Scan the listing for "explicit" and copy out each line that has it.

#### [INPUT FOR THIS TASK]
================

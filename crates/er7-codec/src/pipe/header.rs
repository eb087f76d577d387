//! Message header inspection
//!
//! Reads just enough of the first segment to pick a grammar: the delimiters,
//! the message type (MSH-9) and the version (MSH-12).

use crate::encoding::{EncodingCharacters, is_control_segment};
use crate::error::{Er7Error, Result};
use crate::options::Encoding;
use serde::Serialize;

/// Number of fields a control segment needs to name its version
const REQUIRED_HEADER_FIELDS: usize = 12;

/// Routing data of a message, read without decoding it
#[derive(Debug, Clone, PartialEq, Eq, Serialize)]
pub struct HeaderInfo {
    /// Control segment name (`MSH`, `FHS` or `BHS`)
    pub segment: String,
    /// Delimiters from the first two fields
    pub encoding_characters: EncodingCharacters,
    /// Message code, MSH-9.1 (e.g. `ADT`)
    pub message_code: String,
    /// Trigger event, MSH-9.2 (e.g. `A04`)
    pub trigger_event: Option<String>,
    /// Structure name to resolve: MSH-9.3 if present, otherwise code and
    /// event joined with `_`
    pub structure: String,
    /// Whether `structure` came from MSH-9.3
    pub explicit: bool,
    /// Message control ID, MSH-10
    pub control_id: Option<String>,
    /// Processing ID, MSH-11.1 (e.g. `P`)
    pub processing_id: Option<String>,
    /// Version ID, MSH-12.1
    pub version: String,
}

impl HeaderInfo {
    /// Read the header of an ER7 message
    pub fn peek(text: &str) -> Result<Self> {
        let encoding_characters = EncodingCharacters::from_header(text)?;
        let line = text
            .trim_start()
            .split(['\r', '\n'])
            .next()
            .unwrap_or_default();

        let tokens: Vec<&str> = line
            .split(encoding_characters.field_separator())
            .collect();
        // tokens[0] is the segment name and tokens[i] is field i + 1
        if tokens.len() < REQUIRED_HEADER_FIELDS {
            return Err(Er7Error::MalformedHeader(format!(
                "{} has {} fields, at least {REQUIRED_HEADER_FIELDS} are required",
                tokens[0],
                tokens.len()
            )));
        }
        let field = |number: usize| tokens.get(number - 1).copied().unwrap_or_default();
        let first_repetition = |value: &str| {
            value
                .split(encoding_characters.repetition_separator())
                .next()
                .unwrap_or_default()
                .to_string()
        };

        let message_type = first_repetition(field(9));
        let components: Vec<&str> = message_type
            .split(encoding_characters.component_separator())
            .map(str::trim)
            .collect();
        let (structure, explicit) = match components.as_slice() {
            [_, _, structure, ..] if !structure.is_empty() => ((*structure).to_string(), true),
            [code, ..] if *code == "ACK" => ("ACK".to_string(), true),
            [code, event, ..] if !code.is_empty() && !event.is_empty() => {
                (format!("{code}_{event}"), false)
            }
            _ => {
                return Err(Er7Error::MalformedHeader(format!(
                    "cannot determine message structure from '{message_type}'"
                )));
            }
        };

        let version = first_repetition(field(12))
            .split(encoding_characters.component_separator())
            .next()
            .unwrap_or_default()
            .trim()
            .to_string();
        if version.is_empty() {
            return Err(Er7Error::MalformedHeader(format!(
                "{}-12 (version ID) is empty",
                tokens[0]
            )));
        }

        let control_id = Some(field(10).trim().to_string()).filter(|id| !id.is_empty());
        let processing_id = first_repetition(field(11))
            .split(encoding_characters.component_separator())
            .next()
            .map(|id| id.trim().to_string())
            .filter(|id| !id.is_empty());
        let trigger_event = components
            .get(1)
            .filter(|event| !event.is_empty())
            .map(|event| (*event).to_string());

        Ok(Self {
            segment: tokens[0].to_string(),
            encoding_characters,
            message_code: components.first().copied().unwrap_or_default().to_string(),
            trigger_event,
            structure,
            explicit,
            control_id,
            processing_id,
            version,
        })
    }
}

/// Guess the surface encoding of a message from its first characters
///
/// Returns `None` when the text is neither an ER7 message nor XML.
pub fn detect_encoding(text: &str) -> Option<Encoding> {
    let text = text.trim_start();
    if text.starts_with('<') {
        return Some(Encoding::Xml);
    }
    let name = text.get(..3)?;
    if is_control_segment(name) && EncodingCharacters::from_header(text).is_ok() {
        Some(Encoding::Pipe)
    } else {
        None
    }
}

================

#### [RESULT OF THE EXERCISE]
    pub explicit: bool,
        let (structure, explicit) = match components.as_slice() {
            explicit,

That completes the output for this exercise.